« Le PSD comprend qu’au vu de ce que le ministre Eduardo Cabrita concernant les festivités du Sporting dans lequel il secoue sa propre responsabilité, vient alors un rapport qui montre qu’il a autorisé les festivités à la fin du championnat national dans les termes exacts dans lesquels ils ont eu lieu , par conséquent, il est évidemment responsable de ce qui s’est passé », a souligné Rui Rio.

Et il a ajouté que, « dès lors, il [ministro]il refuse de donner toute explication » et, en ce sens, « le PSD lui a proposé d’aller en commission parlementaire pour clarifier cette situation et sa propre responsabilité, d’autant plus que, surtout, il a menti aux Portugais et a menti au Parlement ».

Rui Rio a expliqué aux journalistes, à Tábua, en marge de la cérémonie de présentation du candidat à la chambre locale, dans le district de Coimbra, pourquoi le parti qu’il préside avait eu recours à « une figure régimentaire qui oblige le ministre à se rendre à la commission » temps que « le PS a bloqué par son vote » la présence d’Eduardo Cabrita.

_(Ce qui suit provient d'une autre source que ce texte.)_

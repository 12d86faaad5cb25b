use super::DatasetError;
use crate::ranking::DistrictRow;
use serde::Deserialize;
use std::io::Read;

/// Raw CSV record with the source export's exact headers. Every column is
/// optional at this stage so a missing one can be reported by name instead
/// of surfacing as an opaque deserialization failure.
#[derive(Debug, Deserialize)]
struct RawDistrictRecord {
    #[serde(rename = "District", default)]
    district: Option<String>,
    #[serde(rename = "Rank_by_prices", default)]
    rank_by_prices: Option<u32>,
    #[serde(rename = "Rank_by_crimes", default)]
    rank_by_crimes: Option<u32>,
    #[serde(rename = "Ranked_by_CC_distance", default)]
    ranked_by_cc_distance: Option<u32>,
    #[serde(rename = "Rank_by_area", default)]
    rank_by_area: Option<u32>,
    #[serde(rename = "Average_rooms_number_ranked", default)]
    average_rooms_number_ranked: Option<u32>,
    #[serde(rename = "Heating_prices_rank", default)]
    heating_prices_rank: Option<u32>,
    #[serde(rename = "Average_price", default)]
    average_price: Option<f64>,
    #[serde(rename = "Average_crimes", default)]
    average_crimes: Option<f64>,
    #[serde(rename = "Average_area", default)]
    average_area: Option<f64>,
    #[serde(rename = "Average_heating_price", default)]
    average_heating_price: Option<f64>,
    #[serde(rename = "under_300_count", default)]
    under_300_count: Option<u32>,
    #[serde(rename = "from_300_to_600", default)]
    from_300_to_600: Option<u32>,
    #[serde(rename = "from_600_to_900", default)]
    from_600_to_900: Option<u32>,
    #[serde(rename = "above_900_count", default)]
    above_900_count: Option<u32>,
    #[serde(rename = "Modern", default)]
    modern: Option<u32>,
    #[serde(rename = "Old", default)]
    old: Option<u32>,
}

impl RawDistrictRecord {
    fn into_row(self, line: u64) -> Result<DistrictRow, DatasetError> {
        fn require<T>(value: Option<T>, column: &'static str, line: u64) -> Result<T, DatasetError> {
            value.ok_or(DatasetError::MissingValue { column, line })
        }

        Ok(DistrictRow {
            district: require(self.district, "District", line)?,
            rank_by_price: require(self.rank_by_prices, "Rank_by_prices", line)?,
            rank_by_crime: require(self.rank_by_crimes, "Rank_by_crimes", line)?,
            rank_by_cc_distance: require(self.ranked_by_cc_distance, "Ranked_by_CC_distance", line)?,
            rank_by_area: require(self.rank_by_area, "Rank_by_area", line)?,
            rank_by_rooms: require(
                self.average_rooms_number_ranked,
                "Average_rooms_number_ranked",
                line,
            )?,
            rank_by_heating_price: require(self.heating_prices_rank, "Heating_prices_rank", line)?,
            avg_price: require(self.average_price, "Average_price", line)?,
            avg_crime: require(self.average_crimes, "Average_crimes", line)?,
            avg_area: require(self.average_area, "Average_area", line)?,
            avg_heating_price: require(self.average_heating_price, "Average_heating_price", line)?,
            under_300: require(self.under_300_count, "under_300_count", line)?,
            from_300_to_600: require(self.from_300_to_600, "from_300_to_600", line)?,
            from_600_to_900: require(self.from_600_to_900, "from_600_to_900", line)?,
            above_900: require(self.above_900_count, "above_900_count", line)?,
            modern_count: require(self.modern, "Modern", line)?,
            old_count: require(self.old, "Old", line)?,
        })
    }
}

pub(crate) fn parse_rows<R: Read>(reader: R) -> Result<Vec<DistrictRow>, DatasetError> {
    let mut csv_reader = csv::ReaderBuilder::new()
        .trim(csv::Trim::All)
        .from_reader(reader);
    let mut rows = Vec::new();

    // Line 1 is the header row.
    for (index, record) in csv_reader.deserialize::<RawDistrictRecord>().enumerate() {
        let line = index as u64 + 2;
        rows.push(record?.into_row(line)?);
    }

    Ok(rows)
}
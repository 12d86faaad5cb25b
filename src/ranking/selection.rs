use super::aggregate::select_best_district;
use super::descriptor::{generate_pros_cons, CcDistanceBand};
use super::domain::{DistrictRow, Priority, RankingError, ScoredRow};
use super::scoring::compute_scores;
use serde::Serialize;
use tracing::warn;

/// Outcome of one full ranking pass: the winning district, its scored rows,
/// and the derived presentation fields. Built fresh per request and owned by
/// the caller; nothing here is shared or cached across requests.
#[derive(Debug, Clone, Serialize)]
pub struct SelectionResult {
    pub district: String,
    pub rows: Vec<ScoredRow>,
    pub avg_cost: f64,
    pub avg_crime: i64,
    pub avg_area: f64,
    pub avg_heating_price: f64,
    pub cc_distance: CcDistanceBand,
    pub pros: Vec<&'static str>,
    pub cons: Vec<&'static str>,
}

/// Per-row count arrays for the winning district, serialized verbatim for
/// charting. Field names match the established chart wire format.
#[derive(Debug, Clone, PartialEq, Eq, Serialize)]
pub struct ChartData {
    pub under_300: Vec<u32>,
    pub from_300_to_600: Vec<u32>,
    pub from_600_to_900: Vec<u32>,
    pub above_900: Vec<u32>,
    pub number_of_modern_builds: Vec<u32>,
    pub number_of_old_builds: Vec<u32>,
}

impl SelectionResult {
    pub fn cc_distance_label(&self) -> &'static str {
        self.cc_distance.label()
    }

    pub fn chart_data(&self) -> ChartData {
        ChartData {
            under_300: self.rows.iter().map(|s| s.row.under_300).collect(),
            from_300_to_600: self.rows.iter().map(|s| s.row.from_300_to_600).collect(),
            from_600_to_900: self.rows.iter().map(|s| s.row.from_600_to_900).collect(),
            above_900: self.rows.iter().map(|s| s.row.above_900).collect(),
            number_of_modern_builds: self.rows.iter().map(|s| s.row.modern_count).collect(),
            number_of_old_builds: self.rows.iter().map(|s| s.row.old_count).collect(),
        }
    }
}

/// Run the whole pipeline: score every row against the two priorities,
/// aggregate to the winning district, then derive its display fields.
///
/// Pure and idempotent for a given snapshot; errors if the snapshot is
/// empty. Priority validation happens earlier, at [`Priority::from_label`].
pub fn select(
    rows: Vec<DistrictRow>,
    first: Priority,
    second: Priority,
) -> Result<SelectionResult, RankingError> {
    let scored = compute_scores(rows, first, second);
    let (district, winning_rows) = select_best_district(scored)?;

    let avg_cost = mean(&winning_rows, |row| row.avg_price);
    let avg_crime = mean(&winning_rows, |row| row.avg_crime).round() as i64;
    let avg_area = mean(&winning_rows, |row| row.avg_area);
    let avg_heating_price = mean(&winning_rows, |row| row.avg_heating_price);

    let mean_cc_rank = mean(&winning_rows, |row| f64::from(row.rank_by_cc_distance));
    let cc_distance = CcDistanceBand::from_mean_rank(mean_cc_rank);

    // The first row stands in for the district. Rows of one district are
    // expected to carry identical rank columns; surface a mismatch instead
    // of silently describing an arbitrary row.
    let representative = &winning_rows[0].row;
    if !ranks_uniform(&winning_rows, representative) {
        warn!(
            district = %district,
            "winning district rows disagree on rank columns; pros/cons reflect the first row"
        );
    }
    let (pros, cons) = generate_pros_cons(representative);

    Ok(SelectionResult {
        district,
        rows: winning_rows,
        avg_cost,
        avg_crime,
        avg_area,
        avg_heating_price,
        cc_distance,
        pros,
        cons,
    })
}

fn mean<F>(rows: &[ScoredRow], value: F) -> f64
where
    F: Fn(&DistrictRow) -> f64,
{
    let sum: f64 = rows.iter().map(|scored| value(&scored.row)).sum();
    sum / rows.len() as f64
}

fn ranks_uniform(rows: &[ScoredRow], representative: &DistrictRow) -> bool {
    rows.iter().all(|scored| {
        Priority::ordered()
            .into_iter()
            .all(|priority| priority.rank_in(&scored.row) == priority.rank_in(representative))
    })
}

« Ce que j’attends, et ce qui arrivera sûrement quand il ira là-bas, c’est une clarification des circonstances, car vu ce qui ressort du rapport PSP, le ministre devra donner ses justifications. On peut dire que ce qu’il y a dans le rapport est un mensonge, je ne sais pas, mais cela doit naturellement être clarifié au siège parlementaire », a-t-il justifié.

Concernant le maire de Lisbonne, Fernando Medina, le leader du PSD a reconnu « que c’est différent, si vous voulez y aller, mais si vous ne voulez pas y aller, l’Assemblée de la République n’a pas le pouvoir sur un maire comme elle le fait. sur un membre du Gouvernement ».

« Il s’agit d’expliquer aux Portugais leur responsabilité et de répondre aux députés. Or, les statuts de l’assemblée et les lois nationales permettent au Dr Fernando medina de fuir pour apporter ces éclaircissements s’il comprend qu’il doit fuir, s’agissant d’un membre du Gouvernement, le régiment prévoit l’ordonnancement potestatif et lui, dans la limite , ne peut pas s’échapper », a-t-il conclu.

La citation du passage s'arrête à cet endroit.